Friday, November 21, 2003

Dragging Around Fusion

Well, you know how it is. You need a Lot of projects on the needles at one time, so as to minister to different moods and venues. At the VERY least, I require two: there's the difficult pattern that has to be followed row by row, and can only be done while sitting on the sofa after work; and then there's the mindless project that's excellent for dragging to meetings and colloquia, cause it doesn't require attention.

Well, I was doing fine; had the "Margaret Tudor" panels I'm working on (or, at least, have lying on the coffee table, where it LOOKS like I'm working on them, which is, to my mind, the same thing), and the vintage cardigan, for the mindless work.

But now that I'm near the end of the vintage cardi, I can't drag it around; I'm working on the buttonhole band, and there's a lot of pin-finding and fiddling around, and it won't travel.

So I had the very bright idea of starting a mohair pullover -- in Reynold's "Fusion":



I don't think I've mentioned this before, but next to sequins, I like mohair. Every one in a while I just HAVE to have another fluffy sweater. So here's one, and it's fun -- love the color changes, love the yarn, easy pattern, blah blah blah.

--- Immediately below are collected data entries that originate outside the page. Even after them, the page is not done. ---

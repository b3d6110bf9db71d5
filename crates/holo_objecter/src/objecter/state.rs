//! Mutable router state (protected by the single mutex in the engine).
//!
//! Ops and lingers live in id-keyed tables; sessions refer to them by id, and
//! a linger's setup request refers back to its linger by id, so nothing here
//! holds a reference into another table.

use std::collections::{BTreeMap, BTreeSet};
use std::sync::Arc;

use bytes::Bytes;
use serde::Serialize;
use tokio::time::Instant;

use super::completion::{Completion, Deferred, MapWaiter, OpOutcome};
use super::error::ObjecterError;
use super::operation::{SubOp, SubOpHandler};
use super::placement::OpTarget;
use super::session::SessionRegistry;
use super::throttle::Budget;
use super::types::{
    AdminRequest, ClusterMap, ClusterStatfs, Epoch, LingerId, NodeId, OpFlags, PoolStat, Tid,
};

/// Why a request is being sent again.
#[derive(Clone, Copy, Debug, PartialEq, Eq, Hash, Serialize)]
#[serde(rename_all = "snake_case")]
pub enum ResendReason {
    /// A newer map moved the target or skipped epochs.
    MapChange,
    /// The channel to the node was torn down and re-established.
    SessionReset,
    /// A replica refused a balanced read; retry on the primary.
    ReplicaRetry,
}

#[derive(Clone, Copy, Debug, Default)]
pub(super) struct ResendCounters {
    pub(super) map_change: u64,
    pub(super) session_reset: u64,
    pub(super) replica_retry: u64,
}

impl ResendCounters {
    pub(super) fn record(&mut self, reason: ResendReason) {
        match reason {
            ResendReason::MapChange => self.map_change += 1,
            ResendReason::SessionReset => self.session_reset += 1,
            ResendReason::ReplicaRetry => self.replica_retry += 1,
        }
    }
}

/// Where an op's ack or commit result goes.
pub(super) enum Continuation {
    Caller(Completion<OpOutcome>),
    LingerAck(LingerId),
    LingerCommit(LingerId),
}

/// One outstanding object request.
pub(super) struct Op {
    pub(super) tid: Tid,
    pub(super) target: OpTarget,
    /// Node whose session lists this op; `None` while homeless.
    pub(super) session: Option<NodeId>,
    pub(super) ops: Vec<SubOp>,
    pub(super) indata: Bytes,
    pub(super) out_handlers: Vec<Option<SubOpHandler>>,
    pub(super) flags: OpFlags,
    pub(super) priority: i32,
    pub(super) should_resend: bool,
    pub(super) attempts: u32,
    pub(super) on_ack: Option<Continuation>,
    pub(super) on_commit: Option<Continuation>,
    /// Epoch of the map the latest attempt was sent under.
    pub(super) map_epoch: Epoch,
    pub(super) paused: bool,
    pub(super) budgeted: bool,
    pub(super) budget_cost: u64,
    pub(super) linger_id: Option<LingerId>,
    pub(super) sent_at: Option<Instant>,
    pub(super) map_deadline: Option<Instant>,
}

/// Failure callback for a linger that has no registration continuation left.
pub type LingerErrorHandler = Box<dyn FnOnce(ObjecterError) + Send + 'static>;

/// A registration that outlives one request (watch/notify).
pub(super) struct LingerOp {
    pub(super) id: LingerId,
    pub(super) target: OpTarget,
    pub(super) session: Option<NodeId>,
    pub(super) ops: Vec<SubOp>,
    pub(super) indata: Bytes,
    pub(super) flags: OpFlags,
    /// A setup request is outstanding.
    pub(super) registering: bool,
    /// At least one setup request has committed.
    pub(super) registered: bool,
    pub(super) register_tid: Option<Tid>,
    pub(super) on_reg_ack: Option<Completion<OpOutcome>>,
    pub(super) on_reg_commit: Option<Completion<OpOutcome>>,
    pub(super) on_error: Option<LingerErrorHandler>,
}

/// Newest-epoch probe bookkeeping for one parked op or linger.
#[derive(Clone, Copy, Debug, Default, PartialEq, Eq)]
pub(super) struct Parked {
    /// Sequence number of the first probe sent after the entry was parked.
    pub(super) probe: Option<u64>,
    /// Newest epoch reported by the answer to that probe.
    pub(super) newest: Option<Epoch>,
}

impl Parked {
    /// The newest map is applied and the pool is still missing.
    pub(super) fn settled_by(&self, epoch: Epoch) -> bool {
        self.newest.is_some_and(|newest| epoch >= newest)
    }

    pub(super) fn behind(&self, epoch: Epoch) -> bool {
        self.newest.is_some_and(|newest| newest > epoch)
    }
}

/// Pool, stat or statfs request addressed to the cluster leader.
pub(super) struct AdminOp<T> {
    pub(super) request: AdminRequest,
    pub(super) on_finish: Completion<T>,
    pub(super) started: Instant,
    /// Reply epoch and result of a pool op the leader already applied,
    /// held until the local map reaches that epoch.
    pub(super) applied: Option<(Epoch, T)>,
}

pub(super) struct State {
    pub(super) map: Arc<ClusterMap>,
    pub(super) last_tid: Tid,
    pub(super) last_linger_id: LingerId,
    pub(super) ops: BTreeMap<Tid, Op>,
    pub(super) lingers: BTreeMap<LingerId, LingerOp>,
    pub(super) sessions: SessionRegistry,
    pub(super) budget: Budget,
    pub(super) pool_ops: BTreeMap<Tid, AdminOp<Bytes>>,
    pub(super) pool_stat_ops: BTreeMap<Tid, AdminOp<BTreeMap<String, PoolStat>>>,
    pub(super) statfs_ops: BTreeMap<Tid, AdminOp<ClusterStatfs>>,
    /// Ops whose pool no map has shown yet, waiting on the version probe.
    pub(super) check_latest_map_ops: BTreeMap<Tid, Parked>,
    pub(super) check_latest_map_lingers: BTreeMap<LingerId, Parked>,
    /// Lingers with a setup request in flight.
    pub(super) awaiting_map_check: BTreeSet<LingerId>,
    pub(super) map_waiters: BTreeMap<Epoch, Vec<MapWaiter>>,
    /// Version probes sent and answered. Answers arrive in send order.
    pub(super) probes_sent: u64,
    pub(super) probes_answered: u64,
    pub(super) map_requested: Option<Epoch>,
    pub(super) global_op_flags: u32,
    pub(super) client_incarnation: u32,
    pub(super) resends: ResendCounters,
    pub(super) completed: u64,
    pub(super) failed: u64,
    pub(super) cancelled: u64,
    pub(super) linger_reregister_failures: u64,
    pub(super) shutdown: bool,
    /// Continuations collected under the lock; run after it is released.
    pub(super) deferred: Vec<Deferred>,
}

impl State {
    pub(super) fn new(max_bytes: u64, max_ops: u64, client_incarnation: u32) -> Self {
        Self {
            map: Arc::new(ClusterMap::empty()),
            last_tid: 0,
            last_linger_id: 0,
            ops: BTreeMap::new(),
            lingers: BTreeMap::new(),
            sessions: SessionRegistry::default(),
            budget: Budget::new(max_bytes, max_ops),
            pool_ops: BTreeMap::new(),
            pool_stat_ops: BTreeMap::new(),
            statfs_ops: BTreeMap::new(),
            check_latest_map_ops: BTreeMap::new(),
            check_latest_map_lingers: BTreeMap::new(),
            awaiting_map_check: BTreeSet::new(),
            map_waiters: BTreeMap::new(),
            probes_sent: 0,
            probes_answered: 0,
            map_requested: None,
            global_op_flags: 0,
            client_incarnation,
            resends: ResendCounters::default(),
            completed: 0,
            failed: 0,
            cancelled: 0,
            linger_reregister_failures: 0,
            shutdown: false,
            deferred: Vec::new(),
        }
    }

    pub(super) fn next_tid(&mut self) -> Tid {
        self.last_tid += 1;
        self.last_tid
    }

    pub(super) fn next_linger_id(&mut self) -> LingerId {
        self.last_linger_id += 1;
        self.last_linger_id
    }

    pub(super) fn admin_len(&self) -> usize {
        self.pool_ops.len() + self.pool_stat_ops.len() + self.statfs_ops.len()
    }

    /// Parked ops and lingers waiting on the newest-epoch probe.
    pub(super) fn has_parked(&self) -> bool {
        !self.check_latest_map_ops.is_empty() || !self.check_latest_map_lingers.is_empty()
    }

    /// Queue every waiter whose epoch has been reached.
    pub(super) fn drain_map_waiters(&mut self) {
        let epoch = self.map.epoch;
        let later = self.map_waiters.split_off(&(epoch + 1));
        let ready = std::mem::replace(&mut self.map_waiters, later);
        for waiter in ready.into_values().flatten() {
            self.deferred.push(Box::new(move || waiter(Ok(epoch))));
        }
    }
}

#[cfg(test)]
mod tests {
    use super::*;
    use std::sync::Mutex;

    use crate::objecter::completion::run_deferred;

    #[test]
    fn tids_and_linger_ids_are_independent_and_increasing() {
        let mut state = State::new(0, 0, 0);
        assert_eq!(state.next_tid(), 1);
        assert_eq!(state.next_tid(), 2);
        assert_eq!(state.next_linger_id(), 1);
        assert_eq!(state.next_tid(), 3);
    }

    #[test]
    fn only_satisfied_map_waiters_are_drained() {
        let seen = Arc::new(Mutex::new(Vec::new()));
        let mut state = State::new(0, 0, 0);
        for epoch in [3, 5, 8] {
            let sink = seen.clone();
            state
                .map_waiters
                .entry(epoch)
                .or_default()
                .push(Box::new(move |r: Result<Epoch, ObjecterError>| {
                    sink.lock().unwrap().push((epoch, r))
                }));
        }
        state.map = Arc::new(ClusterMap {
            epoch: 5,
            ..ClusterMap::default()
        });
        state.drain_map_waiters();
        run_deferred(std::mem::take(&mut state.deferred));
        assert_eq!(*seen.lock().unwrap(), vec![(3, Ok(5)), (5, Ok(5))]);
        assert_eq!(state.map_waiters.keys().copied().collect::<Vec<_>>(), vec![8]);
    }
}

But can it be dragged around? No, it cannot. Because it's not only intarsia, but intarsia requiring giant balls of mohair that I don't feel like making into smaller balls of mohair, and easy though the pattern is, it requires fiddling around, four times every row, when you twist the yarns together.

So I started more socks.

But! Though I've got two meetings and a dissertation defense and a graduate student workshop today, after that, I'm free! Free, I tell you, for a week.

My plan?

Knit.

(Hang on, Ryan -- we go to the Sunday matinees -- so I'll Reveal The New Surprise Ending of The Flying Dutchman then. Also. Though I'd love to know if you can actually survive knitting a Teletubby, I can't bear to think of the lovely K. being tortured by it later. So, no. No challenge from me, in the interest of your domestic harmony.)

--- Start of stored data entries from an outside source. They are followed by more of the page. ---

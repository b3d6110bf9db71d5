//! Integration tests for pool management and statistics requests.

mod common;

use std::collections::BTreeMap;

use bytes::Bytes;
use holo_objecter::objecter::{
    AdminRequest, ClusterStatfs, ObjecterConfig, ObjecterError, PoolOpKind, PoolOpReply, PoolStat,
    PoolStatReply, StatfsReply,
};

use common::{recorder, router, MapBuilder};

fn map(epoch: u64) -> holo_objecter::objecter::ClusterMap {
    MapBuilder::new(epoch)
        .nodes(&[1])
        .pool(1, "existing", &[1])
        .build()
}

#[tokio::test]
async fn pool_name_and_id_are_checked_locally() {
    let (objecter, transport) = router(ObjecterConfig::default());
    objecter.apply_map(map(3)).await;

    let (c, _) = recorder();
    assert_eq!(
        objecter.create_pool("existing", 0, c).await,
        Err(ObjecterError::PoolExists {
            name: "existing".to_string()
        })
    );
    let (c, _) = recorder();
    assert_eq!(
        objecter.delete_pool(42, c).await,
        Err(ObjecterError::PoolNotFound {
            pool: "42".to_string()
        })
    );
    let (c, _) = recorder();
    assert!(matches!(
        objecter.rename_pool(1, "existing", c).await,
        Err(ObjecterError::PoolExists { .. })
    ));
    let (c, _) = recorder();
    assert!(matches!(
        objecter.create_pool_snap(42, "snap", c).await,
        Err(ObjecterError::PoolNotFound { .. })
    ));
    assert!(transport.admin().is_empty());
    assert_eq!(objecter.stats().await.pool_ops, 0);
}

#[tokio::test]
async fn pool_op_completes_once_its_epoch_is_applied() {
    let (objecter, transport) = router(ObjecterConfig::default());
    objecter.apply_map(map(3)).await;

    let (c, log) = recorder();
    let tid = objecter.create_pool("fresh", 2, c).await.expect("create");
    assert_eq!(
        transport.admin(),
        vec![AdminRequest::Pool {
            tid,
            op: PoolOpKind::Create {
                name: "fresh".to_string(),
                crush_rule: 2
            }
        }]
    );

    objecter
        .handle_pool_op_reply(PoolOpReply {
            tid,
            result: 0,
            epoch: 5,
            data: Bytes::from_static(b"done"),
        })
        .await;
    assert!(log.lock().unwrap().is_empty(), "epoch 5 not applied yet");
    assert_eq!(transport.map_requests(), vec![4]);
    let stats = objecter.stats().await;
    assert_eq!((stats.pool_ops, stats.completed), (1, 0));
    assert!(objecter.is_active().await);

    objecter.apply_map(map(4)).await;
    assert!(log.lock().unwrap().is_empty());
    assert_eq!(objecter.stats().await.pool_ops, 1);
    objecter.apply_map(map(5)).await;
    assert_eq!(*log.lock().unwrap(), vec![Ok(Bytes::from_static(b"done"))]);
    let stats = objecter.stats().await;
    assert_eq!((stats.pool_ops, stats.completed), (0, 1));
    assert!(!objecter.is_active().await);
}

#[tokio::test]
async fn pool_op_waiting_for_its_map_is_neither_resent_nor_expired() {
    let config = ObjecterConfig {
        admin_op_timeout_ms: Some(0),
        ..ObjecterConfig::default()
    };
    let (objecter, transport) = router(config);
    objecter.apply_map(map(3)).await;
    let (c, log) = recorder();
    let tid = objecter.create_pool("fresh", 0, c).await.expect("create");
    let reply = PoolOpReply {
        tid,
        result: 0,
        epoch: 4,
        data: Bytes::new(),
    };
    objecter.handle_pool_op_reply(reply.clone()).await;
    // A repeated reply does not complete it early.
    objecter.handle_pool_op_reply(reply).await;
    assert!(log.lock().unwrap().is_empty());

    objecter.handle_admin_reset().await;
    assert_eq!(transport.admin().len(), 1);
    assert!(objecter.tick().await.admin_timeouts.is_empty());

    objecter.apply_map(map(4)).await;
    assert_eq!(*log.lock().unwrap(), vec![Ok(Bytes::new())]);
}

#[tokio::test]
async fn pool_op_reply_for_a_known_epoch_completes_immediately() {
    let (objecter, _transport) = router(ObjecterConfig::default());
    objecter.apply_map(map(3)).await;
    let (c, log) = recorder();
    let tid = objecter.delete_pool(1, c).await.expect("delete");
    objecter
        .handle_pool_op_reply(PoolOpReply {
            tid,
            result: 0,
            epoch: 3,
            data: Bytes::new(),
        })
        .await;
    assert_eq!(*log.lock().unwrap(), vec![Ok(Bytes::new())]);
}

#[tokio::test]
async fn pool_op_error_is_reported() {
    let (objecter, _transport) = router(ObjecterConfig::default());
    objecter.apply_map(map(3)).await;
    let (c, log) = recorder();
    let tid = objecter.create_pool_snap(1, "s1", c).await.expect("snap");
    objecter
        .handle_pool_op_reply(PoolOpReply {
            tid,
            result: -17,
            epoch: 0,
            data: Bytes::new(),
        })
        .await;
    assert_eq!(*log.lock().unwrap(), vec![Err(ObjecterError::Remote { code: -17 })]);
}

#[tokio::test]
async fn stats_and_statfs_are_delivered() {
    let (objecter, _transport) = router(ObjecterConfig::default());
    objecter.apply_map(map(3)).await;

    let (c, stat_log) = recorder();
    let stat_tid = objecter
        .get_pool_stats(vec!["existing".to_string()], c)
        .await
        .expect("pool stats");
    let (c, fs_log) = recorder();
    let fs_tid = objecter.get_fs_stats(c).await.expect("statfs");
    assert!(fs_tid > stat_tid);

    let mut stats = BTreeMap::new();
    stats.insert(
        "existing".to_string(),
        PoolStat {
            num_objects: 3,
            num_bytes: 300,
            ..PoolStat::default()
        },
    );
    objecter
        .handle_pool_stat_reply(PoolStatReply {
            tid: stat_tid,
            stats: stats.clone(),
        })
        .await;
    let fs = ClusterStatfs {
        kb: 100,
        kb_used: 1,
        kb_avail: 99,
        num_objects: 3,
    };
    objecter
        .handle_statfs_reply(StatfsReply {
            tid: fs_tid,
            stats: fs,
        })
        .await;
    // Duplicate replies are ignored.
    objecter
        .handle_statfs_reply(StatfsReply {
            tid: fs_tid,
            stats: fs,
        })
        .await;

    assert_eq!(*stat_log.lock().unwrap(), vec![Ok(stats)]);
    assert_eq!(*fs_log.lock().unwrap(), vec![Ok(fs)]);
    assert!(!objecter.is_active().await);
}

#[tokio::test]
async fn admin_requests_time_out_on_tick() {
    let config = ObjecterConfig {
        admin_op_timeout_ms: Some(0),
        ..ObjecterConfig::default()
    };
    let (objecter, _transport) = router(config);
    objecter.apply_map(map(3)).await;
    let (c, log) = recorder();
    let tid = objecter.get_fs_stats(c).await.expect("statfs");

    let report = objecter.tick().await;
    assert_eq!(report.admin_timeouts, vec![tid]);
    assert_eq!(*log.lock().unwrap(), vec![Err(ObjecterError::OpTimeout)]);
    assert_eq!(objecter.stats().await.statfs_ops, 0);
}

#[tokio::test]
async fn admin_reset_resends_everything_in_tid_order() {
    let (objecter, transport) = router(ObjecterConfig::default());
    objecter.apply_map(map(3)).await;
    let (c, _) = recorder();
    objecter.get_fs_stats(c).await.expect("statfs");
    let (c, _) = recorder();
    objecter.create_pool("fresh", 0, c).await.expect("create");
    let (c, _) = recorder();
    objecter.get_pool_stats(Vec::new(), c).await.expect("stats");
    let first_round = transport.admin();
    assert_eq!(first_round.len(), 3);

    objecter.handle_admin_reset().await;
    let all = transport.admin();
    assert_eq!(all.len(), 6);
    let resent: Vec<u64> = all[3..].iter().map(AdminRequest::tid).collect();
    let original: Vec<u64> = first_round.iter().map(AdminRequest::tid).collect();
    assert_eq!(resent, original);
    assert!(resent.windows(2).all(|w| w[0] < w[1]));
}

#[tokio::test]
async fn shutdown_fails_admin_requests() {
    let (objecter, _transport) = router(ObjecterConfig::default());
    objecter.apply_map(map(3)).await;
    let (c, log) = recorder();
    objecter.create_pool("fresh", 0, c).await.expect("create");
    objecter.shutdown().await;
    assert_eq!(*log.lock().unwrap(), vec![Err(ObjecterError::Shutdown)]);
    let (c, _) = recorder();
    assert_eq!(objecter.get_fs_stats(c).await, Err(ObjecterError::Shutdown));
}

Wednesday, November 19, 2003

Surprise Endings

I'm sitting in my office, in between one meeting and another (students! don't worry! I will grade your papers! really! no kidding!), and The Flying Dutchman is playing, as that's what we're going to go see on Sunday. I'm looking forward to this, cause I read the review of this production in the paper, and it sounds Vastly Entertaining. There was a picture of the set, which was Highly Innovative and involved Several Levels, all of which Had Meaning. Also, the review mentioned that this production has a Surprise Ending.

Oh, really.

I've been trying, ever since, to figure out a surprise ending for The Flying Dutchman. Senta doesn't die, maybe, and the Flying Dutchman sails off, doomed to another seven years of ghostly sailing until he can find some other wacky girl to devote her whole life to him even though he's dead, and his crew scares Even Norwegians, which is, in my experience, hard to do?

Or maybe there's some deus ex machina moment, and the Dutchman is released from the curse, on account of some technicality and the paperwork has only just caught up with him, since nobody could find him till he pulled into port, and then he and Senta get to go off and live in a little cottage, where, giving up the sea, of which he is heartily sick, he becomes a low-level civil servant?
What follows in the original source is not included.